The company currently employs less than 50 employees.

6 Comments

  1. Tell Manya to call me and stop the squirreling around for sub-par investments.
    I’ve figured out how to mold high density non-fired mud/clay bricks. At SLL 2 a brick, my startup will create 5000 jobs over the next 15 weeks. Importantly…we have the potential to build a low average of 2500 affordable housing units p/y.
    All we need is $10,000.00 and a reputable construction engineer to refine our model.

  2. Mohamed Sannoh, Kenema District, Eastern Province of Sierra Leone.

    We have to accept the fact that Sierra Leone is a DEVELOPING COUNTRY. Therefore, when catering for investments projects in our country, I would like to suggest that our Diplomatic consulates think first about what is good for us individually and for the majority of our people.

  3. From: MOHAMED SANNOH, Kenema District, Easter Province, Sierra Leone.
    ——————————————————————————————————-

    This comment is coming from one of my books under editing but publishing here for the benefit of addressing this very important topic:

    INTERNATIONAL-FOREIGN INVESTORS (IFIs)
    CAUTION ON INTERNATIONAL – FOREIGN INVESTORS (IFIs) FROM RICH COUNTRIES TO DEVELOPING COUNTRIES AROUND THE WORLD (Sierra Leone) as one of these developing countries:

    Who are International-Foreign Investors (IFIs) and what is their main interest in developing countries including Sierra Leone?

    International-Foreign Investors (IFIs) are seen as very well-to-do business organisations from very rich countries around the world who are exploring the possibilities of investing in developing (poor) countries.

    In other words, these business organisations look for expansion of markets possibilities in other different parts of the world for their companies or enterprises, hence their countries of origins where they are usually established, are now or almost exhausted or becoming very competitively-stiff, for business activities.
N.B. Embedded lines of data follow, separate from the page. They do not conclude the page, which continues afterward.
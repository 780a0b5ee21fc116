//! Security subsystem.
//!
//! # Responsibilities
//! - Gate protected routes behind the shared secret
//! - Restrict browser callers to the configured CORS origins
//!
//! # Design Decisions
//! - One static secret for all callers; there is no per-client identity
//! - Upstream credentials never reach this layer, it sees only the
//!   inbound side

pub mod cors;
pub mod secret;

pub use cors::build_cors_layer;
pub use secret::{require_shared_secret, SHARED_SECRET_HEADER};
//! Game session state machine
//!
//! A session owns one target word and a fixed budget of guesses. The only
//! mutation is `submit_guess`, which moves the session from `InProgress` to
//! `Won` or `Lost`.

use super::GameError;
use crate::core::{Feedback, Guess, Word};
use log::{debug, info};
use rustc_hash::FxHashMap;

/// Total number of guesses allowed in one game
pub const GUESS_BUDGET: u8 = 6;

/// Message returned for every guess once the budget is used up
pub const OUT_OF_GUESSES: &str = "Out of guesses";

/// Current status of a game.
#[derive(Debug, Clone, Copy, PartialEq, Eq)]
pub enum GameStatus {
    /// Guesses are still being accepted
    InProgress,
    /// The target was guessed
    Won,
    /// The budget ran out without a match
    Lost,
}

/// Outcome of a single `submit_guess` call
#[derive(Debug, Clone, PartialEq, Eq)]
pub struct GuessResult {
    /// Whether the target has been guessed
    pub solved: bool,
    /// Feedback, victory, or out-of-guesses message
    pub message: String,
    /// Per-letter classification, absent once the budget was already used up
    pub feedback: Option<Feedback>,
    /// Attempts left after this call
    pub remaining: u8,
}

/// One game against one hidden target word
#[derive(Debug, Clone)]
pub struct GameSession {
    target: Word,
    remaining: u8,
    last_feedback: String,
    status: GameStatus,
    history: Vec<Feedback>,
}

impl GameSession {
    /// Start a game for the given target word
    ///
    /// The word is lower-cased before validation.
    ///
    /// # Errors
    /// Returns `GameError::InvalidTargetWord` if the word is not 5 ASCII letters.
    ///
    /// # Examples
    /// ```
    /// use wordle_game::game::{GameSession, GUESS_BUDGET};
    ///
    /// let game = GameSession::new("About").unwrap();
    /// assert_eq!(game.target().text(), "about");
    /// assert_eq!(game.remaining_attempts(), GUESS_BUDGET);
    ///
    /// assert!(GameSession::new("").is_err());
    /// ```
    pub fn new(word: &str) -> Result<Self, GameError> {
        Ok(Self::from_word(Word::new(word)?))
    }

    /// Start a game for an already validated target word
    #[must_use]
    pub fn from_word(target: Word) -> Self {
        debug!("new game, target: {target}");
        Self {
            target,
            remaining: GUESS_BUDGET,
            last_feedback: String::new(),
            status: GameStatus::InProgress,
            history: Vec::new(),
        }
    }

    /// Submit a guess and get feedback
    ///
    /// Once the budget is used up every call returns `(false, "Out of guesses")`,
    /// even after a win on the last attempt. A game won with attempts to spare
    /// returns the victory result again.
    /// Neither changes any state.
    ///
    /// # Errors
    /// Returns `GameError::InvalidGuessLength` if `input` is not exactly 5
    /// characters. A rejected guess does not use up an attempt.
    ///
    /// # Examples
    /// ```
    /// use wordle_game::game::GameSession;
    ///
    /// let mut game = GameSession::new("about").unwrap();
    ///
    /// let result = game.submit_guess("ABCDE").unwrap();
    /// assert!(!result.solved);
    /// assert_eq!(result.message, "C D E are the wrong characters\nA B are in the correct place");
    ///
    /// let result = game.submit_guess("About").unwrap();
    /// assert!(result.solved);
    /// assert_eq!(result.message, "Victory! You guessed in 2 turns.");
    /// ```
    pub fn submit_guess(&mut self, input: &str) -> Result<GuessResult, GameError> {
        if self.remaining == 0 {
            return Ok(self.out_of_guesses());
        }
        if self.status == GameStatus::Won {
            return Ok(self.victory());
        }

        let guess = Guess::new(input)?;
        self.remaining = self.remaining.saturating_sub(1);
        debug!("guess {}/{GUESS_BUDGET}: {guess}", self.guesses_used());

        let feedback = Feedback::calculate(&guess, &self.target);
        self.history.push(feedback.clone());

        if guess.matches(self.target.text()) {
            self.status = GameStatus::Won;
            info!(
                "target {} guessed in {} of {GUESS_BUDGET} guesses",
                self.target,
                self.guesses_used()
            );
            let result = self.victory();
            self.last_feedback.clone_from(&result.message);
            return Ok(result);
        }

        if self.remaining == 0 {
            self.status = GameStatus::Lost;
            info!("out of guesses, target was {}", self.target);
        }

        let message = feedback.message();
        self.last_feedback.clone_from(&message);
        Ok(GuessResult {
            solved: false,
            message,
            feedback: Some(feedback),
            remaining: self.remaining,
        })
    }

    fn victory(&self) -> GuessResult {
        let turns = self.guesses_used();
        let unit = if turns == 1 { "turn" } else { "turns" };
        GuessResult {
            solved: true,
            message: format!("Victory! You guessed in {turns} {unit}."),
            feedback: self.history.last().cloned(),
            remaining: self.remaining,
        }
    }

    fn out_of_guesses(&self) -> GuessResult {
        GuessResult {
            solved: false,
            message: OUT_OF_GUESSES.to_string(),
            feedback: None,
            remaining: self.remaining,
        }
    }

    /// Attempts left: budget minus guesses consumed so far
    #[inline]
    #[must_use]
    pub const fn remaining_attempts(&self) -> u8 {
        self.remaining
    }

    /// Guesses consumed so far
    #[inline]
    #[must_use]
    pub const fn guesses_used(&self) -> u8 {
        GUESS_BUDGET - self.remaining
    }

    /// Current status of the game
    #[inline]
    #[must_use]
    pub const fn status(&self) -> GameStatus {
        self.status
    }

    /// Check if the game has reached a terminal state
    #[inline]
    #[must_use]
    pub fn is_over(&self) -> bool {
        self.status != GameStatus::InProgress
    }

    /// Message produced by the most recent accepted guess (empty before the first)
    #[must_use]
    pub fn last_feedback(&self) -> &str {
        &self.last_feedback
    }

    /// Feedback for every accepted guess, oldest first
    #[must_use]
    pub fn history(&self) -> &[Feedback] {
        &self.history
    }

    /// Letter occurrence counts of the target
    #[must_use]
    pub const fn letter_counts(&self) -> &FxHashMap<char, u8> {
        self.target.letter_counts()
    }

    /// The hidden target word
    #[must_use]
    pub const fn target(&self) -> &Word {
        &self.target
    }
}

#[cfg(test)]
mod tests {
    use super::*;

    #[test]
    fn new_game_initial_state() {
        let game = GameSession::new("SPEED").unwrap();

        assert_eq!(game.target().text(), "speed");
        assert_eq!(game.remaining_attempts(), 6);
        assert_eq!(game.guesses_used(), 0);
        assert_eq!(game.status(), GameStatus::InProgress);
        assert!(!game.is_over());
        assert_eq!(game.last_feedback(), "");
        assert!(game.history().is_empty());
        assert_eq!(game.letter_counts().get(&'e'), Some(&2));
    }

    #[test]
    fn new_game_rejects_invalid_target() {
        assert!(matches!(
            GameSession::new(""),
            Err(GameError::InvalidTargetWord(_))
        ));
        assert!(matches!(
            GameSession::new("toolong"),
            Err(GameError::InvalidTargetWord(_))
        ));
        assert!(matches!(
            GameSession::new("ab0ut"),
            Err(GameError::InvalidTargetWord(_))
        ));
    }

    #[test]
    fn correct_first_guess_wins_in_one_turn() {
        let mut game = GameSession::new("about").unwrap();
        let result = game.submit_guess("about").unwrap();

        assert!(result.solved);
        assert_eq!(result.message, "Victory! You guessed in 1 turn.");
        assert_eq!(result.remaining, 5);
        assert_eq!(game.status(), GameStatus::Won);
        assert_eq!(game.last_feedback(), "Victory! You guessed in 1 turn.");
        assert!(result.feedback.is_some_and(|fb| fb.is_solved()));
    }

    #[test]
    fn victory_message_pluralizes_turns() {
        let mut game = GameSession::new("about").unwrap();
        game.submit_guess("XXXXX").unwrap();
        game.submit_guess("YYYYY").unwrap();
        let result = game.submit_guess("ABOUT").unwrap();

        assert!(result.solved);
        assert_eq!(result.message, "Victory! You guessed in 3 turns.");
    }

    #[test]
    fn wrong_guess_decrements_and_reports() {
        let mut game = GameSession::new("about").unwrap();
        let result = game.submit_guess("ABCDE").unwrap();

        assert!(!result.solved);
        assert_eq!(result.remaining, 5);
        assert_eq!(game.remaining_attempts(), 5);
        assert_eq!(
            result.message,
            "C D E are the wrong characters\nA B are in the correct place"
        );
        assert_eq!(game.last_feedback(), result.message);
        assert_eq!(game.status(), GameStatus::InProgress);
    }

    #[test]
    fn invalid_length_does_not_consume_attempt() {
        let mut game = GameSession::new("about").unwrap();

        assert_eq!(
            game.submit_guess("XYZ"),
            Err(GameError::InvalidGuessLength(3))
        );
        assert_eq!(
            game.submit_guess("abcdefg"),
            Err(GameError::InvalidGuessLength(7))
        );
        assert_eq!(game.remaining_attempts(), GUESS_BUDGET);
        assert!(game.history().is_empty());
    }

    #[test]
    fn running_out_of_guesses() {
        let mut game = GameSession::new("about").unwrap();

        for i in 1..=GUESS_BUDGET {
            let result = game.submit_guess("XXXXX").unwrap();
            assert!(!result.solved);
            assert_eq!(result.remaining, GUESS_BUDGET - i);
            assert_eq!(result.message, "X X X X X are the wrong characters");
        }
        assert_eq!(game.status(), GameStatus::Lost);
        assert!(game.is_over());

        let result = game.submit_guess("XXXXX").unwrap();
        assert!(!result.solved);
        assert_eq!(result.message, OUT_OF_GUESSES);
        assert!(result.feedback.is_none());
    }

    #[test]
    fn exhausted_game_cannot_be_won() {
        let mut game = GameSession::new("about").unwrap();
        for _ in 0..GUESS_BUDGET {
            game.submit_guess("XXXXX").unwrap();
        }

        let result = game.submit_guess("about").unwrap();
        assert!(!result.solved);
        assert_eq!(result.message, OUT_OF_GUESSES);
        assert_eq!(game.remaining_attempts(), 0);
        assert_eq!(game.history().len(), usize::from(GUESS_BUDGET));
        assert_eq!(game.last_feedback(), "X X X X X are the wrong characters");
    }

    #[test]
    fn exhausted_game_ignores_invalid_length() {
        let mut game = GameSession::new("about").unwrap();
        for _ in 0..GUESS_BUDGET {
            game.submit_guess("XXXXX").unwrap();
        }

        let result = game.submit_guess("x").unwrap();
        assert_eq!(result.message, OUT_OF_GUESSES);
    }

    #[test]
    fn winning_on_last_guess() {
        let mut game = GameSession::new("about").unwrap();
        for _ in 1..GUESS_BUDGET {
            game.submit_guess("XXXXX").unwrap();
        }

        let result = game.submit_guess("about").unwrap();
        assert!(result.solved);
        assert_eq!(result.remaining, 0);
        assert_eq!(result.message, "Victory! You guessed in 6 turns.");
        assert_eq!(game.status(), GameStatus::Won);
    }

    #[test]
    fn calls_after_winning_on_last_guess_are_out_of_guesses() {
        let mut game = GameSession::new("about").unwrap();
        for _ in 1..GUESS_BUDGET {
            game.submit_guess("XXXXX").unwrap();
        }
        game.submit_guess("about").unwrap();

        let result = game.submit_guess("about").unwrap();
        assert!(!result.solved);
        assert_eq!(result.message, OUT_OF_GUESSES);
        assert!(result.feedback.is_none());
        assert_eq!(result.remaining, 0);
        assert_eq!(game.status(), GameStatus::Won);
        assert_eq!(game.history().len(), usize::from(GUESS_BUDGET));
    }

    #[test]
    fn post_win_calls_are_a_no_op() {
        let mut game = GameSession::new("about").unwrap();
        game.submit_guess("ABCDE").unwrap();
        let won = game.submit_guess("about").unwrap();

        let again = game.submit_guess("XXXXX").unwrap();
        assert_eq!(again, won);
        assert_eq!(game.remaining_attempts(), 4);
        assert_eq!(game.history().len(), 2);
    }

    #[test]
    fn history_records_accepted_guesses() {
        let mut game = GameSession::new("speed").unwrap();
        game.submit_guess("ERASE").unwrap();
        assert!(game.submit_guess("ab").is_err());
        game.submit_guess("SPEED").unwrap();

        let rows: Vec<String> = game.history().iter().map(Feedback::to_emoji).collect();
        assert_eq!(rows, ["🟨⬜⬜🟨🟨", "🟩🟩🟩🟩🟩"]);
    }

    #[test]
    fn sessions_do_not_share_state() {
        let mut first = GameSession::new("speed").unwrap();
        let second = GameSession::new("about").unwrap();

        first.submit_guess("ERASE").unwrap();
        first.submit_guess("EEEEE").unwrap();

        assert_eq!(second.remaining_attempts(), GUESS_BUDGET);
        assert!(second.history().is_empty());
        assert_eq!(first.letter_counts().get(&'e'), Some(&2));
    }

    #[test]
    fn frequency_budget_resets_every_guess() {
        let mut game = GameSession::new("speed").unwrap();

        let first = game.submit_guess("EEXXX").unwrap();
        let second = game.submit_guess("EEXXX").unwrap();
        assert_eq!(first.message, second.message);
    }
}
So, do we do favour for the IFIs or these IFIs do us any favour in developing countries, such as Sierra Leone?

    This is just one of the many activities of business practices and the earlier business get into a market. The earlier such business organisations establish themselves well and make the consumers get used to their products, the more they and earlier they are able to understand their customers’ demand and are able to establish customer services for to their customers/consumers.

    The main motives of the investors’ interest is not focused on the countries and the people they choose. They are more interested in the benefits they derive and that may come to them, not to the people of the developing countries.

    They are not coming to invest in the developing counties because they fall in love with the countries, the vegetation, the landscapes, the rivers, the languages, the rivers, the mountains, the sunshine, the traditions and so on.

    They are interested in the money-PROFITS they get out of the countries. This is possible because businesses and individuals in developing countries are not skilled and educated to provide these types of people usages these organisations these companies have come produce in the poor countries.

    THE POLITICIANS INTEREST in IFIs:
    Politicians generally, especially those in Sierra Leone, are very much interested in inviting and welcoming these International-Foreign Investors (IFIs) into their countries, especially when a new government comes into power to form political-governments to rule.

    The reasons for this is because when the International-Foreign Investors (IFIs) come, they will create a series of employments for the local population to enable them to operate and take advantage of their investments.

    So, even if the new government is able to attract IFIs in the country, it will mostly be beneficial in the interest of those members of the population of the country who are skilled and educated and in most cases, with reputable educational qualifications backed by the relevant experience for not more than two years.

    These IFIs are not interested in filling their employment gaps with citizens who apply first but are not educated and qualified to perform the required workloads of the employments within the job vacancies.

    My main advice to all readers of my book is keep on getting educational qualifications until the right job comes along. Parents must therefore keep sending their children to school to get educated in readiness to work when the job vacancies are created later on in the years to come. Jobs are always created in the country when the times comes and the educated citizen do not always look forward to government (civil service) jobs, but such as these created by IFIs.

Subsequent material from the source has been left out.